SPOILER WARNING The following notes give away some of the plot.
In the preface to his book Les Films de ma vie Truffaut wrote: ‘When I was 20 I reproached André Bazin for considering films like mayonnaises that take or don’t take… but I am sure we have all ended up adopting Bazin’s mayonnaise theory because the practise of cinema has taught us a certain number of things: it demands as much effort to make a bad film as a good one; our most sincere film can look like a practical joke; the one we do most casually may end up going around the world; an idiotic but energetic film can be better cinema than an intelligent but flabby film; the result is rarely proportionate to the effort put into it.’
La Nuit américaine (1973) is not ‘a bad film’ but Je vous présente Pamela, the film within the film, has no pretensions to quality. It is clear that the effort involved in making it is disproportionate to its worth.
Truffaut made the deliberate choice of containing La Nuit américaine within the shooting period of Pamela. The film opens on the set of a Parisian square. The camera follows a young man, played by Jean-Pierre Léaud, as he traverses the crowded square to the point where he slaps the face of an older man played by Jean-Pierre Aumont. A voice yells ‘coupé’ (cut) and immediately the crew are revealed, as preparations are made for a second take.
We learn that Aumont and Léaud are playing father and son in a melodrama in which the father runs off with the son’s new wife. The mother, Séverine, played by Valentina Cortese, is an ageing Hollywood star of European origin with a drink problem, and the former lover of Aumont. Jacqueline Bisset plays the young wife and represents a Hollywood star of the current generation. She is recovering from a nervous breakdown and has married a doctor. The producer is only too aware that she is an insurance risk.
Léaud has got his girlfriend Liliane (Dani) a job as a trainee script-girl on the film, but is soon jealous of her flirtation with the stills man (Pierre Zucca). This mélange is overseen by Truffaut himself as the director, Ferrand, supported by his faithful script-girl, Joelle, played by Nathalie Baye in her first substantial screen appearance.
As the film unfolds we are made aware of the dramas behind the scenes both with the cast and with the crew. In the funniest scene in the film Cortese, the worse for drink, cannot remember her lines and is unable to exit through the door, consistently opening a cupboard instead.
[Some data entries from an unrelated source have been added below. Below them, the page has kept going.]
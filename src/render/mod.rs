pub(crate) mod frame;
pub(crate) mod pipeline;
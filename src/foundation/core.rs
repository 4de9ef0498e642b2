use crate::foundation::error::{MorphError, MorphResult};

pub use kurbo::Point;

/// Position of a frame within an output sequence (0 is the source bookend).
#[derive(
    Clone, Copy, Debug, PartialEq, Eq, PartialOrd, Ord, Hash, serde::Serialize, serde::Deserialize,
)]
pub struct FrameIndex(pub u64);

/// Playback rate used by sequence writers.
#[derive(Clone, Copy, Debug, PartialEq, Eq, serde::Serialize, serde::Deserialize)]
pub struct Fps {
    pub num: u32,
    pub den: u32, // must be > 0
}

impl Fps {
    pub fn new(num: u32, den: u32) -> MorphResult<Self> {
        let fps = Self { num, den };
        fps.validate()?;
        Ok(fps)
    }

    pub fn validate(self) -> MorphResult<()> {
        if self.den == 0 {
            return Err(MorphError::validation("Fps den must be > 0"));
        }
        if self.num == 0 {
            return Err(MorphError::validation("Fps num must be > 0"));
        }
        Ok(())
    }

    pub fn as_f64(self) -> f64 {
        f64::from(self.num) / f64::from(self.den)
    }

    pub fn frame_duration_secs(self) -> f64 {
        f64::from(self.den) / f64::from(self.num)
    }

    /// Frame duration as a `(numerator, denominator)` pair of milliseconds.
    pub fn frame_delay_ms(self) -> (u32, u32) {
        (self.den.saturating_mul(1000), self.num)
    }
}

impl Default for Fps {
    // 200 ms per frame.
    fn default() -> Self {
        Self { num: 5, den: 1 }
    }
}

#[derive(Clone, Copy, Debug, PartialEq, Eq, Hash, serde::Serialize, serde::Deserialize)]
pub struct Canvas {
    pub width: u32,
    pub height: u32,
}

impl Canvas {
    pub fn new(width: u32, height: u32) -> MorphResult<Self> {
        let canvas = Self { width, height };
        canvas.validate()?;
        Ok(canvas)
    }

    pub fn validate(self) -> MorphResult<()> {
        if self.width == 0 || self.height == 0 {
            return Err(MorphError::validation(format!(
                "canvas must be non-empty, got {}x{}",
                self.width, self.height
            )));
        }
        Ok(())
    }

    /// Corner anchors in insertion order: (0,0), (0,H), (W,0), (W,H).
    pub fn corners(self) -> [Point; 4] {
        let w = f64::from(self.width);
        let h = f64::from(self.height);
        [
            Point::new(0.0, 0.0),
            Point::new(0.0, h),
            Point::new(w, 0.0),
            Point::new(w, h),
        ]
    }
}

/// One 3-channel color sample.
#[derive(Clone, Copy, Debug, PartialEq, Eq, Hash, serde::Serialize, serde::Deserialize)]
pub struct Rgb8 {
    pub r: u8,
    pub g: u8,
    pub b: u8,
}

impl Rgb8 {
    pub const WHITE: Self = Self::new(255, 255, 255);
    pub const BLACK: Self = Self::new(0, 0, 0);

    pub const fn new(r: u8, g: u8, b: u8) -> Self {
        Self { r, g, b }
    }

    pub const fn to_array(self) -> [u8; 3] {
        [self.r, self.g, self.b]
    }

    pub const fn from_array(rgb: [u8; 3]) -> Self {
        Self::new(rgb[0], rgb[1], rgb[2])
    }
}

#[cfg(test)]
#[path = "../../tests/unit/foundation/core.rs"]
mod tests;
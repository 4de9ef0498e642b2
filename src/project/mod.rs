/// JSON morph job description.
pub(crate) mod file;
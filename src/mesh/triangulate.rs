use serde::{Deserialize, Serialize};

use crate::foundation::core::Point;
use crate::foundation::error::{MorphError, MorphResult};

/// Planar triangulation collaborator.
///
/// Implementations return index triples into `points` that cover their convex hull. Inputs
/// always hold at least 3 points.
pub trait Triangulator {
    fn triangulate(&self, points: &[Point]) -> MorphResult<Vec<[usize; 3]>>;
}

/// Delaunay triangulation backed by the `delaunator` crate.
#[derive(Clone, Copy, Debug, Default)]
pub struct DelaunayTriangulator;

impl Triangulator for DelaunayTriangulator {
    fn triangulate(&self, points: &[Point]) -> MorphResult<Vec<[usize; 3]>> {
        let pts: Vec<delaunator::Point> = points
            .iter()
            .map(|p| delaunator::Point { x: p.x, y: p.y })
            .collect();
        let tri = delaunator::triangulate(&pts);
        Ok(tri
            .triangles
            .chunks_exact(3)
            .map(|t| [t[0], t[1], t[2]])
            .collect())
    }
}

/// Index triples into a correspondence point list, shared by the source and target images.
#[derive(Clone, Debug, Default, PartialEq, Eq, Serialize, Deserialize)]
#[serde(transparent)]
pub struct TriangleMesh {
    triangles: Vec<[usize; 3]>,
}

impl TriangleMesh {
    /// Delaunay-triangulate the source points.
    pub fn triangulate(points: &[Point]) -> MorphResult<Self> {
        Self::triangulate_with(&DelaunayTriangulator, points)
    }

    /// Triangulate with a caller-provided collaborator.
    ///
    /// Triples referencing missing points are rejected; triples that are collinear for the
    /// given positions are dropped.
    pub fn triangulate_with(
        triangulator: &dyn Triangulator,
        points: &[Point],
    ) -> MorphResult<Self> {
        if points.len() < 3 {
            return Err(MorphError::InsufficientPoints {
                found: points.len(),
            });
        }

        let raw = triangulator.triangulate(points)?;
        let mut triangles = Vec::with_capacity(raw.len());
        for tri in raw {
            if tri.iter().any(|&i| i >= points.len()) {
                return Err(MorphError::validation(format!(
                    "triangulator returned {tri:?} for {} points",
                    points.len()
                )));
            }
            if signed_area2(points[tri[0]], points[tri[1]], points[tri[2]]) == 0.0 {
                tracing::debug!(?tri, "dropping collinear triangle from mesh");
                continue;
            }
            triangles.push(tri);
        }

        if triangles.is_empty() {
            return Err(MorphError::validation(
                "triangulation produced no triangles (are all points collinear?)",
            ));
        }
        Ok(Self { triangles })
    }

    /// Wrap triples as-is. Indices are not checked here; the rasterizer skips triangles that
    /// reference missing points.
    pub fn from_triangles(triangles: Vec<[usize; 3]>) -> Self {
        Self { triangles }
    }

    pub fn triangles(&self) -> &[[usize; 3]] {
        &self.triangles
    }

    pub fn len(&self) -> usize {
        self.triangles.len()
    }

    pub fn is_empty(&self) -> bool {
        self.triangles.is_empty()
    }

    /// Number of triangles referencing an index `>= point_count`.
    pub fn out_of_range_count(&self, point_count: usize) -> usize {
        self.triangles
            .iter()
            .filter(|t| t.iter().any(|&i| i >= point_count))
            .count()
    }
}

/// Twice the signed area of `abc`; zero for collinear vertices.
pub(crate) fn signed_area2(a: Point, b: Point, c: Point) -> f64 {
    (b.x - a.x) * (c.y - a.y) - (b.y - a.y) * (c.x - a.x)
}

#[cfg(test)]
#[path = "../../tests/unit/mesh/triangulate.rs"]
mod tests;
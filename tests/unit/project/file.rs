use super::*;

use crate::foundation::core::Point;
use crate::points::correspondence::CorrespondencePoint;

fn temp_dir(name: &str) -> PathBuf {
    std::env::temp_dir().join(format!(
        "meshmorph_{name}_{}_{}",
        std::process::id(),
        std::time::SystemTime::now()
            .duration_since(std::time::UNIX_EPOCH)
            .unwrap()
            .as_nanos()
    ))
}

#[test]
fn minimal_project_gets_defaults() {
    let p = MorphProject::from_reader(r#"{ "source": "a.png", "target": "b.png" }"#.as_bytes())
        .unwrap();
    assert_eq!(p.intermediate_frames, 5);
    assert_eq!(p.fps, Fps::new(5, 1).unwrap());
    assert_eq!(p.background, Rgb8::WHITE);
    assert_eq!(p.edge_rule, EdgeRule::Inclusive);
    assert!(p.points.is_empty());
    assert!(p.canvas.is_none());
    assert_eq!(p, MorphProject::new("a.png", "b.png"));
}

#[test]
fn points_may_contain_pending_rows() {
    let json = r#"{
        "source": "a.png",
        "target": "b.png",
        "points": [
            { "source": { "x": 1.0, "y": 2.0 }, "target": { "x": 3.0, "y": 4.0 } },
            { "source": { "x": 5.0, "y": 6.0 }, "target": null }
        ],
        "edge_rule": "top_left",
        "background": { "r": 0, "g": 0, "b": 0 }
    }"#;
    let p = MorphProject::from_reader(json.as_bytes()).unwrap();
    assert_eq!(p.points.len(), 2);
    assert_eq!(
        p.points.pairs()[0],
        CorrespondencePoint::new(Point::new(1.0, 2.0), Point::new(3.0, 4.0))
    );
    assert_eq!(p.points.pending_count(), 1);
    assert_eq!(p.edge_rule, EdgeRule::TopLeft);
    assert_eq!(p.background, Rgb8::BLACK);
}

#[test]
fn unknown_fields_are_rejected() {
    let err = MorphProject::from_reader(
        r#"{ "source": "a.png", "target": "b.png", "frames": 3 }"#.as_bytes(),
    )
    .unwrap_err();
    assert!(matches!(err, MorphError::Validation(_)));
}

#[test]
fn validate_rejects_zero_frames_and_bad_canvas() {
    let mut p = MorphProject::new("a.png", "b.png");
    p.intermediate_frames = 0;
    assert!(matches!(p.validate(), Err(MorphError::InvalidParameter(_))));

    let mut p = MorphProject::new("a.png", "b.png");
    p.canvas = Some(Canvas {
        width: 0,
        height: 4,
    });
    assert!(p.validate().is_err());
}

#[test]
fn json_survives_a_save_and_reload() {
    let mut p = MorphProject::new("a.png", "b.png");
    p.points.push_pair(Point::new(3.0, 3.0), Point::new(4.0, 2.0));
    p.canvas = Some(Canvas {
        width: 32,
        height: 24,
    });
    let back = MorphProject::from_reader(p.to_json_pretty().unwrap().as_bytes()).unwrap();
    assert_eq!(back, p);
}

#[test]
fn from_path_resolves_images_and_normalizes_to_canvas() {
    let dir = temp_dir("project_from_path");
    std::fs::create_dir_all(&dir).unwrap();
    image::RgbImage::from_pixel(8, 6, image::Rgb([10, 20, 30]))
        .save(dir.join("a.png"))
        .unwrap();
    image::RgbImage::from_pixel(16, 12, image::Rgb([200, 100, 0]))
        .save(dir.join("b.png"))
        .unwrap();
    std::fs::write(
        dir.join("job.json"),
        r#"{ "source": "a.png", "target": "b.png", "intermediate_frames": 2 }"#,
    )
    .unwrap();

    let p = MorphProject::from_path(dir.join("job.json")).unwrap();
    assert_eq!(p.source, dir.join("a.png"));

    let (a, b) = p.load_images().unwrap();
    assert_eq!(a.canvas(), b.canvas());
    assert_eq!((a.width, a.height), (8, 6));
    assert_eq!(b.pixel(3, 3), Rgb8::new(200, 100, 0));

    let ctx = p.prepare().unwrap();
    assert_eq!(ctx.points().len(), 4);
    assert_eq!(p.request().unwrap().intermediate_frames(), 2);

    std::fs::remove_dir_all(&dir).ok();
}

#[test]
fn missing_project_file_is_a_validation_error() {
    let err = MorphProject::from_path(temp_dir("nope").join("missing.json")).unwrap_err();
    assert!(matches!(err, MorphError::Validation(_)));
}
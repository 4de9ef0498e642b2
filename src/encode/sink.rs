use crate::foundation::core::{Fps, FrameIndex};
use crate::foundation::error::{MorphError, MorphResult};
use crate::render::frame::RasterImage;
use crate::render::pipeline::FrameSequence;

/// Configuration handed to a [`FrameSink`] before the first frame.
#[derive(Clone, Copy, Debug, PartialEq, Eq)]
pub struct SinkConfig {
    pub width: u32,
    pub height: u32,
    /// Playback rate.
    pub fps: Fps,
}

impl SinkConfig {
    pub fn validate(&self) -> MorphResult<()> {
        if self.width == 0 || self.height == 0 {
            return Err(MorphError::validation("sink width/height must be non-zero"));
        }
        self.fps.validate()
    }

    pub(crate) fn check_frame(&self, frame: &RasterImage) -> MorphResult<()> {
        if frame.width != self.width || frame.height != self.height {
            return Err(MorphError::validation(format!(
                "frame size mismatch: got {}x{}, expected {}x{}",
                frame.width, frame.height, self.width, self.height
            )));
        }
        Ok(())
    }
}

/// Consumer of rendered frames.
///
/// Ordering contract: `push_frame` is called in strictly increasing `FrameIndex` order, between
/// one `begin` and one `end`.
pub trait FrameSink: Send {
    fn begin(&mut self, cfg: SinkConfig) -> MorphResult<()>;
    fn push_frame(&mut self, idx: FrameIndex, frame: &RasterImage) -> MorphResult<()>;
    fn end(&mut self) -> MorphResult<()>;
}

/// Rejects frame indices that do not strictly increase.
#[derive(Clone, Copy, Debug, Default)]
pub(crate) struct FrameOrder {
    last: Option<FrameIndex>,
}

impl FrameOrder {
    pub(crate) fn reset(&mut self) {
        self.last = None;
    }

    pub(crate) fn advance(&mut self, idx: FrameIndex, sink: &str) -> MorphResult<()> {
        if let Some(last) = self.last
            && idx.0 <= last.0
        {
            return Err(MorphError::encode(format!(
                "{sink} sink received out-of-order frame index {} after {}",
                idx.0, last.0
            )));
        }
        self.last = Some(idx);
        Ok(())
    }
}

/// In-memory sink for tests and debugging.
#[derive(Debug, Default)]
pub struct InMemorySink {
    cfg: Option<SinkConfig>,
    order: FrameOrder,
    frames: Vec<(FrameIndex, RasterImage)>,
    finished: bool,
}

impl InMemorySink {
    pub fn new() -> Self {
        Self::default()
    }

    /// The configuration captured in `begin`, if any.
    pub fn config(&self) -> Option<SinkConfig> {
        self.cfg
    }

    pub fn frames(&self) -> &[(FrameIndex, RasterImage)] {
        &self.frames
    }

    pub fn is_finished(&self) -> bool {
        self.finished
    }
}

impl FrameSink for InMemorySink {
    fn begin(&mut self, cfg: SinkConfig) -> MorphResult<()> {
        cfg.validate()?;
        self.cfg = Some(cfg);
        self.order.reset();
        self.frames.clear();
        self.finished = false;
        Ok(())
    }

    fn push_frame(&mut self, idx: FrameIndex, frame: &RasterImage) -> MorphResult<()> {
        let cfg = self
            .cfg
            .ok_or_else(|| MorphError::encode("in-memory sink not started"))?;
        cfg.check_frame(frame)?;
        self.order.advance(idx, "in-memory")?;
        self.frames.push((idx, frame.clone()));
        Ok(())
    }

    fn end(&mut self) -> MorphResult<()> {
        self.finished = true;
        Ok(())
    }
}

/// Push every frame of `seq` into `sink` with indices `0..seq.len()`.
#[tracing::instrument(skip(seq, sink), fields(frames = seq.len()))]
pub fn write_sequence(seq: &FrameSequence, sink: &mut dyn FrameSink, fps: Fps) -> MorphResult<()> {
    let first = seq
        .frames()
        .first()
        .ok_or_else(|| MorphError::validation("cannot write an empty frame sequence"))?;
    sink.begin(SinkConfig {
        width: first.width,
        height: first.height,
        fps,
    })?;
    for (i, frame) in seq.frames().iter().enumerate() {
        sink.push_frame(FrameIndex(i as u64), frame)?;
    }
    sink.end()?;
    tracing::debug!("sequence written");
    Ok(())
}

#[cfg(test)]
#[path = "../../tests/unit/encode/sink.rs"]
mod tests;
Not surprisingly, the director is having nightmares and soon feels that just getting to the end of the shoot will be an achievement. Several performers refuse to act: from a pregnant ‘secretary’ who has not agreed to be seen in a swimming costume, to a recalcitrant cat which refuses to lap milk on cue, to Léaud when deserted by his girlfriend, and Bisset who, having comforted Léaud, is betrayed by him to her husband.
It takes the death of the character played by Aumont in a car accident to rally the cast and crew for a final effort and the film is finished successfully. When asked by a television crew at the end of the shoot how it has gone, the props man insists that everything has been wonderful.
After the release of La Nuit américaine Truffaut defended the film within the film, claiming a nostalgia for films that are not afraid to tell a story and that have no qualms about being melodramatic. Indeed he also said that if anything ‘profound’ is in the film he preferred to think it had got there in spite of him.
The most revealing of Truffaut’s comments about cinematic mayonnaise is: ‘An idiotic but energetic film can be better cinema than an intelligent but flabby film’, because it shows his overriding concern for what he called ‘dynamic’ films. Of course he would have preferred to make intelligent films that were energetic, but it is interesting that he says ‘better cinema’ rather than more successful. This makes his definition of good cinema dependent on energy rather than intelligence.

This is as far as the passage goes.